Step 5 – Scan the body (3’)
Having connected with the sensations in your abdomen, gather your attention as if it were a spotlight, and bring it down the body into your legs, into both feet, and all the way out to your toes. Focus on each of the toes, bringing a gentle, interested attention to them. Investigate the qualities of the sensations. You might notice a feeling of contact between the toes, or perhaps feel a tingling sensation, or one of warmth, or numbness, or absolutely no sensation at all. Whatever you experience is okay. There is no need to judge it. See if it is possible to allow the sensations to be just as they are.
Step 6 – Breathe with your full body (2’)
On an in-breath, feel or imagine that the breath could enter the lungs and pass all the way down the body, through the legs and into the toes. On the out-breath, feel or imagine the breath flowing out of the toes, feet, legs, torso and, finally, out of the nose. Continue focusing in this way for a few breaths. You might find it difficult to get the hang of this, so just practise the best you can, approaching it playfully.
Step 7 – Focus on your feet (3’)
When you are ready, on an out-breath, let go of the toes and bring your awareness to the sensations in the bottom of your feet. Bring a gentle, investigative awareness to their soles. Then move your awareness to the instep and then the heel of each foot. You might notice, for example, a slight sense of pressure where the heels make contact with the mat or bed. Experiment with breathing into any of the sensations that you discover, being aware of the breath in the background as you explore the sensations in the bottom of the feet.
Allow your awareness to expand into the rest of the feet, into the top of the feet, into the ankles, right into the bones and joints. On a deeper and more intentional in-breath, direct it down into both feet. On the out-breath, let go of the feet completely and shift your attention to the lower legs.
Step 8 – Continue with the body scan (5’)
Continue scanning your whole body in the same way, linger for a time over each part in turn. After your lower legs, move up to the knees and then the thighs. Now move your awareness to the pelvic area – your groin, genitals, buttocks, and hips. Become conscious of your lower back, abdomen, upper back and, finally, your chest and shoulders. Gently bring your awareness to both hands. When you focus on your hands you could first attend to the sensations in the tips of your fingers and thumbs, then the whole finger and thumbs, the palms of the hands and then their backs. Then gently move to your wrists, lower arms and elbows, upper arms, shoulders and armpits. Then move your awareness to your neck, your face (jaw, mouth, lips, nose, cheeks, ears, eyes and forehead) before, finally, holding your entire head in full awareness.
You should hold each region of your body for, perhaps, twenty to thirty seconds.

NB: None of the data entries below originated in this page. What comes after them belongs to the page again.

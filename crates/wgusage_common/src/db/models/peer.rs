use std::fmt;

use chrono::{DateTime, Utc};
use sqlx::{FromRow, SqliteExecutor, query, query_as, query_scalar};

use crate::messages::snapshot::{PeerSample, handshake_timestamp};

/// Remote WireGuard peer attached to a single interface.
///
/// `transfer_rx` / `transfer_tx` hold the raw counters from the last sample and
/// serve as the baseline for the next one. `total_rx` / `total_tx` are the
/// accumulated lifetime usage and never decrease.
#[derive(Clone, Debug, FromRow, PartialEq, Eq)]
pub struct Peer {
    pub interface_name: String,
    pub peer_id: String,
    pub endpoint: Option<String>,
    // comma separated networks, empty if none
    pub allowed_ips: String,
    pub persistent_keepalive: Option<i64>,
    // seconds since epoch, 0 means no handshake yet
    pub latest_handshake: i64,
    pub transfer_rx: i64,
    pub transfer_tx: i64,
    pub total_rx: i64,
    pub total_tx: i64,
}

impl fmt::Display for Peer {
    fn fmt(&self, f: &mut fmt::Formatter<'_>) -> fmt::Result {
        write!(f, "{} on {}", self.peer_id, self.interface_name)
    }
}

impl Peer {
    /// Peer as stored on first sighting. Counters reported by the tool at that point
    /// are treated as traffic that already happened, so the totals start from them.
    #[must_use]
    pub fn first_sighting(interface_name: &str, peer_id: &str, sample: &PeerSample) -> Self {
        Self {
            interface_name: interface_name.to_owned(),
            peer_id: peer_id.to_owned(),
            endpoint: sample.endpoint.clone(),
            allowed_ips: sample.allowed_ips_text(),
            persistent_keepalive: sample.persistent_keepalive.map(i64::from),
            latest_handshake: sample.latest_handshake,
            transfer_rx: sample.transfer_rx,
            transfer_tx: sample.transfer_tx,
            total_rx: sample.transfer_rx,
            total_tx: sample.transfer_tx,
        }
    }

    #[must_use]
    pub fn latest_handshake_at(&self) -> Option<DateTime<Utc>> {
        handshake_timestamp(self.latest_handshake)
    }

    /// Returns a `Vec` of `allowed_ips` entries, skipping empty ones.
    #[must_use]
    pub fn allowed_ips_list(&self) -> Vec<String> {
        self.allowed_ips
            .split(',')
            .map(str::trim)
            .filter(|addr| !addr.is_empty())
            .map(ToOwned::to_owned)
            .collect()
    }

    pub async fn find<'e, E>(
        executor: E,
        interface_name: &str,
        peer_id: &str,
    ) -> Result<Option<Self>, sqlx::Error>
    where
        E: SqliteExecutor<'e>,
    {
        query_as(
            "SELECT interface_name, peer_id, endpoint, allowed_ips, persistent_keepalive, \
            latest_handshake, transfer_rx, transfer_tx, total_rx, total_tx \
            FROM peers WHERE interface_name = $1 AND peer_id = $2",
        )
        .bind(interface_name)
        .bind(peer_id)
        .fetch_optional(executor)
        .await
    }

    /// All peers of an interface, most recent handshake first.
    /// Peers which never completed a handshake (`latest_handshake = 0`) come last.
    pub async fn all_for_interface<'e, E>(
        executor: E,
        interface_name: &str,
    ) -> Result<Vec<Self>, sqlx::Error>
    where
        E: SqliteExecutor<'e>,
    {
        query_as(
            "SELECT interface_name, peer_id, endpoint, allowed_ips, persistent_keepalive, \
            latest_handshake, transfer_rx, transfer_tx, total_rx, total_tx \
            FROM peers WHERE interface_name = $1 \
            ORDER BY latest_handshake DESC, peer_id",
        )
        .bind(interface_name)
        .fetch_all(executor)
        .await
    }

    pub async fn all<'e, E>(executor: E) -> Result<Vec<Self>, sqlx::Error>
    where
        E: SqliteExecutor<'e>,
    {
        query_as(
            "SELECT interface_name, peer_id, endpoint, allowed_ips, persistent_keepalive, \
            latest_handshake, transfer_rx, transfer_tx, total_rx, total_tx \
            FROM peers ORDER BY interface_name, peer_id",
        )
        .fetch_all(executor)
        .await
    }

    pub async fn count<'e, E>(executor: E) -> Result<i64, sqlx::Error>
    where
        E: SqliteExecutor<'e>,
    {
        query_scalar("SELECT COUNT(*) FROM peers")
            .fetch_one(executor)
            .await
    }

    pub async fn insert<'e, E>(&self, executor: E) -> Result<(), sqlx::Error>
    where
        E: SqliteExecutor<'e>,
    {
        query(
            "INSERT INTO peers (interface_name, peer_id, endpoint, allowed_ips, \
            persistent_keepalive, latest_handshake, transfer_rx, transfer_tx, total_rx, total_tx) \
            VALUES ($1, $2, $3, $4, $5, $6, $7, $8, $9, $10)",
        )
        .bind(&self.interface_name)
        .bind(&self.peer_id)
        .bind(&self.endpoint)
        .bind(&self.allowed_ips)
        .bind(self.persistent_keepalive)
        .bind(self.latest_handshake)
        .bind(self.transfer_rx)
        .bind(self.transfer_tx)
        .bind(self.total_rx)
        .bind(self.total_tx)
        .execute(executor)
        .await?;

        Ok(())
    }

    pub async fn update<'e, E>(&self, executor: E) -> Result<(), sqlx::Error>
    where
        E: SqliteExecutor<'e>,
    {
        query(
            "UPDATE peers SET endpoint = $3, allowed_ips = $4, persistent_keepalive = $5, \
            latest_handshake = $6, transfer_rx = $7, transfer_tx = $8, total_rx = $9, total_tx = $10 \
            WHERE interface_name = $1 AND peer_id = $2",
        )
        .bind(&self.interface_name)
        .bind(&self.peer_id)
        .bind(&self.endpoint)
        .bind(&self.allowed_ips)
        .bind(self.persistent_keepalive)
        .bind(self.latest_handshake)
        .bind(self.transfer_rx)
        .bind(self.transfer_tx)
        .bind(self.total_rx)
        .bind(self.total_tx)
        .execute(executor)
        .await?;

        Ok(())
    }
}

There is no need to measure the time accurately or count the breath – simply attend to each part of the body in turn for as long as seems natural.
When you become aware of any intense sensations, such as tension, in a particular part of your body, see how it is to ‘breathe into’ them to explore them further. Then see how the sensations change – if at all – when you breathe out of them.
From time to time, the mind will inevitably wander away from the breath and body. This is entirely normal. When you notice it, gently acknowledge the fact, make a mental note of where your thoughts went off to, and gently return your awareness to the part of the body you intended to focus on.
Step 9 – Become aware of the whole (2’)
After you have scanned the whole body in this way, spend a few minutes becoming aware of the body as a whole. Feel the sensations of wholeness. See if you can hold all of the fluxing sensations in spacious awareness, feeling the breath flowing freely in and out of the body.